It’s a pity they don’t have a dodgy building industry setting in sim city 4 otherwise we could see the simulated effect on Thursday…..

sepi 5:50 pm 23 Sep 08

Evenly damp garden beds around all four sides of a house will help in keeping the soil conditions stable, and stop the house shifting.

Hard to achieve these days though, with water restrictions and small blocks.

Aurelius 4:48 pm 23 Sep 08

I used to look after maintenance for public housing in Brisbane. And with the recent drought, entire suburbs of houses were shifting so badly doors would not lock, windows not open, pipes need replacing etc.
Then in the wet season, the reverse would happen and the fixes we’d have done would need re-doing. The chippies and plumbers we employed knew what was required (knocking the places down and rebuilding) but capital expenditure wasn’t our job, simply maintenance.
It doesn’t surprise me similar things are happening in Canberra, especially as I bought a place in Gungahlin last decade so got to see how shoddy some of the work was locally.
But I’m guessing this goes on everywhere, and the punters handing over hundreds of thousands are mostly none the wiser.

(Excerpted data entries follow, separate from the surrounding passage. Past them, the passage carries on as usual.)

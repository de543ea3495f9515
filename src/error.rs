use thiserror::Error;

/// Errors surfaced by every dashboard operation.
///
/// `Validation` and `NotFound` are caller-fixable (400-class); everything else
/// is an operational failure (500-class).
#[derive(Debug, Error)]
pub enum DashboardError {
    /// The configured spreadsheet location does not exist.
    #[error("spreadsheet source not found: {0}")]
    SourceNotFound(String),

    /// Transport or credential failure while talking to the source.
    #[error("spreadsheet source unavailable: {0}")]
    SourceUnavailable(String),

    /// The source could be read but not decoded (unsupported extension, corrupt workbook).
    #[error("spreadsheet could not be decoded: {0}")]
    SourceFormat(String),

    /// One or more required columns are absent from the source header.
    #[error("spreadsheet is missing required columns: {}", .missing.join(", "))]
    SchemaInvalid { missing: Vec<String> },

    #[error("{0}")]
    Validation(String),

    #[error("{0}")]
    NotFound(String),

    #[error("persistence failure: {0}")]
    Persistence(#[from] sqlx::Error),

    #[error("render failure: {0}")]
    Render(String),

    #[error("configuration error: {0}")]
    Config(String),
}

pub type Result<T> = std::result::Result<T, DashboardError>;

impl DashboardError {
    /// Stable, machine-readable identifier for the error kind.
    pub fn code(&self) -> &'static str {
        match self {
            DashboardError::SourceNotFound(_) => "SOURCE_NOT_FOUND",
            DashboardError::SourceUnavailable(_) => "SOURCE_UNAVAILABLE",
            DashboardError::SourceFormat(_) => "SOURCE_FORMAT",
            DashboardError::SchemaInvalid { .. } => "SCHEMA_INVALID",
            DashboardError::Validation(_) => "VALIDATION_FAILED",
            DashboardError::NotFound(_) => "NOT_FOUND",
            DashboardError::Persistence(_) => "PERSISTENCE_ERROR",
            DashboardError::Render(_) => "RENDER_ERROR",
            DashboardError::Config(_) => "CONFIG_ERROR",
        }
    }

    pub fn is_client_error(&self) -> bool {
        matches!(
            self,
            DashboardError::Validation(_) | DashboardError::NotFound(_)
        )
    }
}

#[cfg(feature = "web")]
mod web {
    use super::DashboardError;
    use axum::http::StatusCode;
    use axum::response::{IntoResponse, Response};

    impl DashboardError {
        /// HTTP status code for this error.
        pub fn status_code(&self) -> StatusCode {
            match self {
                DashboardError::Validation(_) => StatusCode::BAD_REQUEST,
                DashboardError::NotFound(_) => StatusCode::NOT_FOUND,
                _ => StatusCode::INTERNAL_SERVER_ERROR,
            }
        }
    }

    impl IntoResponse for DashboardError {
        fn into_response(self) -> Response {
            let body = serde_json::json!({
                "status": "error",
                "code": self.code(),
                "detail": self.to_string(),
            });
            (self.status_code(), axum::Json(body)).into_response()
        }
    }
}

I hear you on that one VYBerlina: but you did say “minor” These cracks I would estimate at about 10-15mm!

If you mean 10-15mm wide, then no way would I call that ‘minor’. At my house, I’ve noticed a couple of the shelves in the walk in wardrobe have come slightly off one wall (a couple of mm), and the paint has cracked very slightly around a couple of kitchen cupboard joins (some paint on the bit that flaked off solved the problem). And the driveway has some cracks also.

However, in some of the new units I’ve looked through (more for interest than serious intent), I’d say the standard of workmanship sucks. Obviously quick and dirty jobs. My approach, then, is to keep looking for structurally sound units of perhaps 8-10 years old that are in good condition (maybe even with light reno potential). If you’re seeking cracks appear almost overnight, though, and especially after rain, then I’d suggest they have some fairly serious issues.